A noite correu tranquila. Dormi na rede na varanda e às seis horas da manhã acordei de sobressalto:
- U qui foi, seu Lê, assustô – perguntou o Nhô que estava ladeado por dois expedicionários do Kobauski.
- O que você acha,  “véi”, abrir os olhos e dar de cara com vocês me olhando? E o senhor já está até vestido com o uniforme de viagem?

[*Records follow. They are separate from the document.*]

//! # meltemi-pos
//!
//! Receipt pipeline for the point of sale: typed document payloads in,
//! ESC/POS bytes out the configured transport.
//!
//! Layering:
//! - [`types`] - document DTOs (receipt, kitchen ticket, shift
//!   checkout, Z report, driver assignment)
//! - [`templates`] - pure payload-to-styled-lines generators
//! - [`compose`] - styled lines to a complete ESC/POS byte stream,
//!   text or bitmap body
//! - [`dispatch`] - per-copy delivery over network or OS spooler
//!
//! The low-level printer model (commands, encoding, rasterization,
//! transports) lives in `meltemi-printer`.

pub mod compose;
pub mod config;
pub mod dispatch;
pub mod i18n;
pub mod logo;
pub mod money;
pub mod templates;
pub mod types;

pub use compose::Composer;
pub use config::{Language, PrinterSettings, ReceiptConfig, RenderMode, TemplateVariant, Transport};
pub use dispatch::{CopyOutcome, DispatchError, DispatchReport, Dispatcher, PrintJob};
pub use logo::LogoCache;
pub use types::Document;
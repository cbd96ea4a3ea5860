//! 1-bit raster images for ESC/POS `GS v 0` printing
//!
//! Bits are stored row-major, MSB-first, 1 = black. The buffer length
//! invariant `bits.len() == width_px / 8 * height_px` is enforced at
//! construction so the emitted command header always matches the data.

use crate::error::{PrintError, PrintResult};

/// A packed monochrome bitmap sized for one raster command.
#[derive(Debug, Clone, PartialEq, Eq)]
pub struct RasterImage {
    width_px: usize,
    height_px: usize,
    bits: Vec<u8>,
}

impl RasterImage {
    /// Create a blank (all-white) image
    ///
    /// `width_px` must be a multiple of 8: paper profiles guarantee
    /// this, and it keeps every row byte-exact.
    pub fn new(width_px: usize, height_px: usize) -> PrintResult<Self> {
        if width_px == 0 || width_px % 8 != 0 {
            return Err(PrintError::InvalidConfig(format!(
                "Raster width must be a positive multiple of 8, got {}",
                width_px
            )));
        }
        Ok(Self {
            width_px,
            height_px,
            bits: vec![0u8; width_px / 8 * height_px],
        })
    }

    /// Build an image from pre-packed row data
    pub fn from_bits(width_px: usize, height_px: usize, bits: Vec<u8>) -> PrintResult<Self> {
        if width_px == 0 || width_px % 8 != 0 {
            return Err(PrintError::InvalidConfig(format!(
                "Raster width must be a positive multiple of 8, got {}",
                width_px
            )));
        }
        let expected = width_px / 8 * height_px;
        if bits.len() != expected {
            return Err(PrintError::InvalidConfig(format!(
                "Raster buffer length {} does not match {}x{} ({} bytes expected)",
                bits.len(),
                width_px,
                height_px,
                expected
            )));
        }
        Ok(Self {
            width_px,
            height_px,
            bits,
        })
    }

    pub fn width_px(&self) -> usize {
        self.width_px
    }

    pub fn height_px(&self) -> usize {
        self.height_px
    }

    pub fn bytes_per_row(&self) -> usize {
        self.width_px / 8
    }

    pub fn bits(&self) -> &[u8] {
        &self.bits
    }

    /// Set a single pixel (1 = black). Out-of-bounds coordinates are ignored.
    pub fn set(&mut self, x: usize, y: usize, black: bool) {
        if x >= self.width_px || y >= self.height_px {
            return;
        }
        let idx = y * self.bytes_per_row() + x / 8;
        let mask = 1u8 << (7 - (x % 8));
        if black {
            self.bits[idx] |= mask;
        } else {
            self.bits[idx] &= !mask;
        }
    }

    /// Read a single pixel. Out-of-bounds coordinates read as white.
    pub fn get(&self, x: usize, y: usize) -> bool {
        if x >= self.width_px || y >= self.height_px {
            return false;
        }
        let idx = y * self.bytes_per_row() + x / 8;
        self.bits[idx] & (1u8 << (7 - (x % 8))) != 0
    }

    /// Encode as a `GS v 0` (mode 0) raster command
    ///
    /// Header fields are little-endian: width in *bytes*, height in dots.
    pub fn escpos_bytes(&self) -> Vec<u8> {
        let x_bytes = self.bytes_per_row();
        let mut out = Vec::with_capacity(8 + self.bits.len());
        out.extend_from_slice(&[0x1D, 0x76, 0x30, 0x00]);
        out.push((x_bytes & 0xFF) as u8);
        out.push((x_bytes >> 8) as u8);
        out.push((self.height_px & 0xFF) as u8);
        out.push((self.height_px >> 8) as u8);
        out.extend_from_slice(&self.bits);
        out
    }

    /// Stack images of equal width vertically into one taller image
    pub fn stack(images: &[RasterImage]) -> PrintResult<RasterImage> {
        let Some(first) = images.first() else {
            return Err(PrintError::InvalidConfig("Cannot stack zero images".into()));
        };
        let width = first.width_px;
        let mut bits = Vec::new();
        let mut height = 0;
        for img in images {
            if img.width_px != width {
                return Err(PrintError::InvalidConfig(format!(
                    "Cannot stack images of widths {} and {}",
                    width, img.width_px
                )));
            }
            bits.extend_from_slice(&img.bits);
            height += img.height_px;
        }
        RasterImage::from_bits(width, height, bits)
    }
}

/// Pack a row of boolean pixel values into bytes (MSB first)
///
/// If the row length is not a multiple of 8, the last byte is padded
/// with white on the right.
pub fn pack_row(pixels: &[bool]) -> Vec<u8> {
    let mut bytes = vec![0u8; pixels.len().div_ceil(8)];
    for (i, &black) in pixels.iter().enumerate() {
        if black {
            bytes[i / 8] |= 1 << (7 - (i % 8));
        }
    }
    bytes
}

/// Fixed-threshold conversion for text rendering
///
/// Plain average luminance, black below 128. No error diffusion: text
/// edges must stay crisp. Artwork goes through `dither` instead.
pub fn luma_is_black(r: u8, g: u8, b: u8) -> bool {
    (r as u16 + g as u16 + b as u16) / 3 < 128
}

#[cfg(test)]
mod tests {
    use super::*;

    #[test]
    fn test_buffer_length_invariant() {
        let img = RasterImage::new(384, 100).unwrap();
        assert_eq!(img.bits().len(), 48 * 100);

        let img = RasterImage::new(832, 7).unwrap();
        assert_eq!(img.bits().len(), 104 * 7);
    }

    #[test]
    fn test_rejects_unaligned_width() {
        assert!(RasterImage::new(383, 10).is_err());
        assert!(RasterImage::new(0, 10).is_err());
        assert!(RasterImage::from_bits(8, 2, vec![0u8; 3]).is_err());
    }

    #[test]
    fn test_set_get_pixel() {
        let mut img = RasterImage::new(16, 2).unwrap();
        img.set(0, 0, true);
        img.set(15, 1, true);
        assert!(img.get(0, 0));
        assert!(img.get(15, 1));
        assert!(!img.get(1, 0));
        assert_eq!(img.bits(), &[0x80, 0x00, 0x00, 0x01]);

        // Out of bounds is a no-op
        img.set(16, 0, true);
        img.set(0, 2, true);
        assert_eq!(img.bits(), &[0x80, 0x00, 0x00, 0x01]);
    }

    #[test]
    fn test_escpos_header_little_endian() {
        let img = RasterImage::new(576, 300).unwrap();
        let bytes = img.escpos_bytes();

        assert_eq!(&bytes[..4], &[0x1D, 0x76, 0x30, 0x00]);
        // 576 px = 72 bytes per row
        assert_eq!(bytes[4], 72);
        assert_eq!(bytes[5], 0);
        // 300 = 0x012C little-endian
        assert_eq!(bytes[6], 0x2C);
        assert_eq!(bytes[7], 0x01);
        assert_eq!(bytes.len(), 8 + 72 * 300);
    }

    #[test]
    fn test_pack_row() {
        assert_eq!(pack_row(&[true; 8]), vec![0xFF]);
        assert_eq!(pack_row(&[false; 8]), vec![0x00]);
        assert_eq!(
            pack_row(&[true, false, true, false, true, false, true, false]),
            vec![0xAA]
        );
        // 12 pixels pad to 2 bytes
        assert_eq!(pack_row(&[true; 12]), vec![0xFF, 0xF0]);
        assert_eq!(pack_row(&[]), Vec::<u8>::new());
    }

    #[test]
    fn test_luma_threshold() {
        assert!(luma_is_black(0, 0, 0));
        assert!(!luma_is_black(255, 255, 255));
        assert!(luma_is_black(127, 127, 127));
        assert!(!luma_is_black(128, 128, 128));
    }

    #[test]
    fn test_stack() {
        let a = RasterImage::new(16, 2).unwrap();
        let b = RasterImage::new(16, 3).unwrap();
        let stacked = RasterImage::stack(&[a, b]).unwrap();
        assert_eq!(stacked.height_px(), 5);
        assert_eq!(stacked.bits().len(), 2 * 5);

        let c = RasterImage::new(24, 1).unwrap();
        let d = RasterImage::new(16, 1).unwrap();
        assert!(RasterImage::stack(&[c, d]).is_err());
    }
}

- Já sim, só farta ôce levantá, tomá banho i ponha u uniformi, tamém! Já perparei u café i tamu ti isperanu prá forrá u estrongu i si pirulitá prá Terra II!

Ao terminar o banho e sair do banheiro, já fardado, vi que o Kobauski, também, chegara para o café com quitutes do Nhô:
- Bom dia seu Lê! Enquanto tomamos café vou dizer-lhes alguns detalhes, ok?
- Bom dia Kobauski, sou todo ouvido!
- Seu Lê e Nhô, como a viagem é para uma grande distância, ou seja, prá mais de 20 anos luz – falando em contagem terráquea -, nós usaremos o caminho que vocês, da Terra, ainda estão na pré-história do conhecimento. Já deram até um nome “wormhole”, que traduzindo literalmente para o português, quer dizer “buraco de verme”. Viajaremos através de um deles. Levaremos menos de trinta e um segundos para chegar à Constelação de Libra. O tempo quase que deixara de existir. Passaremos lá o que equivale a um mês terrestre mais um dia, porém lá, será como se passassem trinta e um anos terrestre, ou seja, ficaremos lá trinta e um anos e aqui em Virtuália parecerão trinta e um dias.
- Entendi, ou seja, acho que estou querendo entender! Vou viver lá trinta e um anos e envelhecerei trinta e um dias! É isso Kobauski?
- É! Você entendeu! Vamos para a esfera de reconhecimento, que está do outro lado do portal. A esfera mãe já está escondida no lado escuro da Lua pronta para entrar na rota pré-determinada.
- Vamos nessa, não é Nhô?
- É prá já, misifiu!

Em poucos minutos estávamos dentro da esfera- mãe sentados comodamente na sala de comando. Nesta sala dava para ver o que acontecia do lado de fora. Pude ver a parte externa de a esfera aumentar o brilho e entrar em uma espécie de túnel no espaço entre cores e clarões e, por uns segundos, tudo ficou escuro lá fora até que:
- Chegamos pessoal – gritou Kobauski – chegamos à Constelação de Libra e entraremos no sistema solar da estrela Gliese. Agora vamos nos preparar para a descida na Terra II. Lá já tem o portal no espaço existente entre duas árvores de carambolas. Vocês terão uma grande surpresa! Verão  quem nos espera!